How Britons Peter Boardman and Joe Tasker died attempting the unclimbed route up Everest
Boardman and Tasker Everest

Two of Britain’s top mountain climbers went missing on Mount Everest’s Tibetan side and are considered dead in the year 1982.

The climbers, Peter Boardman and Joe Tasker, were last seen at roughly 27,000 feet late on May 17 1982 as they prepared to ascend a second rock-and-ice pinnacle on the mountain’s unclimbed east-northeast ridge. They were never seen again once radio communication was lost.

Two days earlier, at around 26,500 feet, the sole woman on an American group making the first climb of Mount Everest’s north face was murdered. Marty Hoey, a mountain guide from Tacoma, Wash., plummeted thousands of feet into a chasm. Her body could not be found.

Both crews failed in their attempts to climb the world’s highest peak without using oxygen. Members began returning to Peking on Saturday. The leader appeared to be shaken.
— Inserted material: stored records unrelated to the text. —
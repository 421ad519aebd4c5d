use clap::ValueEnum;
use tracing::level_filters::LevelFilter;

#[derive(Copy, Clone, Debug, ValueEnum)]
pub enum LogFormat {
    Text,
    Json,
}

#[derive(Copy, Clone, Debug, ValueEnum)]
pub enum LogLevel {
    Error,
    Warn,
    Info,
    Debug,
    Trace,
}

impl From<LogLevel> for LevelFilter {
    fn from(level: LogLevel) -> Self {
        match level {
            LogLevel::Error => LevelFilter::ERROR,
            LogLevel::Warn => LevelFilter::WARN,
            LogLevel::Info => LevelFilter::INFO,
            LogLevel::Debug => LevelFilter::DEBUG,
            LogLevel::Trace => LevelFilter::TRACE,
        }
    }
}

/// Logs go to stderr so stdout stays machine-readable.
pub fn init_logging(format: LogFormat, level: LogLevel) {
    let builder = tracing_subscriber::fmt()
        .with_writer(std::io::stderr)
        .with_max_level(LevelFilter::from(level))
        .with_ansi(false);

    // Library targets (vidctrl_peer::connection etc.) only matter past info.
    let builder = builder.with_target(matches!(level, LogLevel::Debug | LogLevel::Trace));

    match format {
        LogFormat::Text => {
            let _ = builder.try_init();
        }
        LogFormat::Json => {
            let _ = builder.json().flatten_event(true).try_init();
        }
    }
}
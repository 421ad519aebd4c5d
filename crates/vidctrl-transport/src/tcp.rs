use std::net::SocketAddr;

use tokio::net::{TcpListener, TcpStream};
use tracing::{debug, info};

use crate::error::{Result, TransportError};
use crate::stream::ControlStream;

/// Well-known TCP port of the control channel.
pub const DEFAULT_CONTROL_PORT: u16 = 1875;

/// Well-known UDP port of the RTP media stream.
///
/// Not used by the control channel itself; exposed so both endpoints agree
/// on it out of band.
pub const DEFAULT_MEDIA_PORT: u16 = 1874;

/// Listening side of the control port.
pub struct TcpControlSocket {
    listener: TcpListener,
    local_addr: SocketAddr,
}

impl TcpControlSocket {
    /// Bind and listen on `host:port`.
    ///
    /// Port 0 picks an ephemeral port; read it back with
    /// [`local_addr`](Self::local_addr).
    pub async fn bind(host: &str, port: u16) -> Result<Self> {
        let listener = TcpListener::bind((host, port))
            .await
            .map_err(|source| TransportError::Bind {
                addr: format!("{host}:{port}"),
                source,
            })?;
        let local_addr = listener.local_addr()?;

        info!(%local_addr, "control socket listening");

        Ok(Self {
            listener,
            local_addr,
        })
    }

    /// Accept the next inbound connection.
    pub async fn accept(&self) -> Result<ControlStream> {
        let (stream, addr) = self
            .listener
            .accept()
            .await
            .map_err(TransportError::Accept)?;
        debug!(%addr, "accepted control connection");
        ControlStream::from_tcp(stream)
    }

    /// Connect to a listening control socket.
    pub async fn connect(host: &str, port: u16) -> Result<ControlStream> {
        let addr = format!("{host}:{port}");
        let stream = TcpStream::connect((host, port))
            .await
            .map_err(|source| TransportError::Connect {
                addr: addr.clone(),
                source,
            })?;
        debug!(%addr, "connected to control socket");
        ControlStream::from_tcp(stream)
    }

    /// The address this socket is bound to.
    pub fn local_addr(&self) -> SocketAddr {
        self.local_addr
    }

    /// Transport name for diagnostics.
    pub fn transport_name(&self) -> &'static str {
        "tcp"
    }
}
use std::fmt;
use std::io;

use vidctrl_frame::FrameError;
use vidctrl_peer::PeerError;
use vidctrl_transport::TransportError;

pub const SUCCESS: i32 = 0;
pub const FAILURE: i32 = 1;
pub const TRANSPORT_ERROR: i32 = 3;
pub const PERMISSION_DENIED: i32 = 50;
pub const DATA_INVALID: i32 = 60;
pub const USAGE: i32 = 64;
pub const TIMEOUT: i32 = 124;
pub const INTERNAL: i32 = 125;

pub type CliResult<T> = Result<T, CliError>;

#[derive(Debug)]
pub struct CliError {
    pub code: i32,
    pub message: String,
}

impl CliError {
    pub fn new(code: i32, message: impl Into<String>) -> Self {
        Self {
            code,
            message: message.into(),
        }
    }
}

impl fmt::Display for CliError {
    fn fmt(&self, f: &mut fmt::Formatter<'_>) -> fmt::Result {
        write!(f, "{}", self.message)
    }
}

impl std::error::Error for CliError {}

pub fn io_error(context: &str, err: io::Error) -> CliError {
    let code = match err.kind() {
        io::ErrorKind::PermissionDenied => PERMISSION_DENIED,
        io::ErrorKind::TimedOut | io::ErrorKind::WouldBlock => TIMEOUT,
        io::ErrorKind::ConnectionRefused
        | io::ErrorKind::ConnectionReset
        | io::ErrorKind::ConnectionAborted
        | io::ErrorKind::AddrInUse
        | io::ErrorKind::AddrNotAvailable => TRANSPORT_ERROR,
        _ => INTERNAL,
    };
    CliError::new(code, format!("{context}: {err}"))
}

pub fn transport_error(context: &str, err: TransportError) -> CliError {
    match err {
        TransportError::Bind { addr, source } => io_error(&format!("{context} ({addr})"), source),
        TransportError::Connect { addr, source } => {
            io_error(&format!("{context} ({addr})"), source)
        }
        TransportError::Accept(source) | TransportError::Io(source) => io_error(context, source),
    }
}

pub fn frame_error(context: &str, err: FrameError) -> CliError {
    match err {
        FrameError::Io(source) => io_error(context, source),
        FrameError::BufferOverflow { .. }
        | FrameError::EmptyFrame
        | FrameError::UnknownKind(_)
        | FrameError::Truncated { .. }
        | FrameError::InvalidDrcLevel(_) => {
            CliError::new(DATA_INVALID, format!("{context}: {err}"))
        }
        FrameError::ConnectionClosed | FrameError::ShortWrite { .. } => {
            CliError::new(FAILURE, format!("{context}: {err}"))
        }
    }
}

pub fn peer_error(context: &str, err: PeerError) -> CliError {
    match err {
        PeerError::Transport(err) => transport_error(context, err),
        PeerError::Frame(err) => frame_error(context, err),
        PeerError::NotConnected => CliError::new(FAILURE, format!("{context}: {err}")),
        other => CliError::new(INTERNAL, format!("{context}: {other}")),
    }
}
Mr. Boardman and Mr. Tasker’s absence was not made public until Saturday, when the expedition’s commander, Chris Bonington, returned. He was devastated by the setback and only talked to a small number of British journalists.

Mr. Bonington stated in his report to the Chinese Mountaineering Association, a copy of which was made public, that while he looked from below via binoculars, his two red-suited comrades vanished at twilight behind the second of two large pinnacles.

Mr. Bonington, who was too fatigued to pursue them, came to the conclusion that Mr. Boardman and Mr. Tasker had fallen down the 10,000-foot Kangshung cliff, which is covered in extremely steep snow.

”It seemed unimaginable that they could have remained out of sight four nights and five days, unless some calamity occurred, particularly at that altitude, where the human body deteriorates extremely fast, especially when they were not utilizing oxygen,” Mr. Bonington wrote in his report. Four Major Climbers

Mr. Bonington’s trip consisted of just four main climbers and two support climbers, which he admitted was a ”rather tiny group” for such a large peak.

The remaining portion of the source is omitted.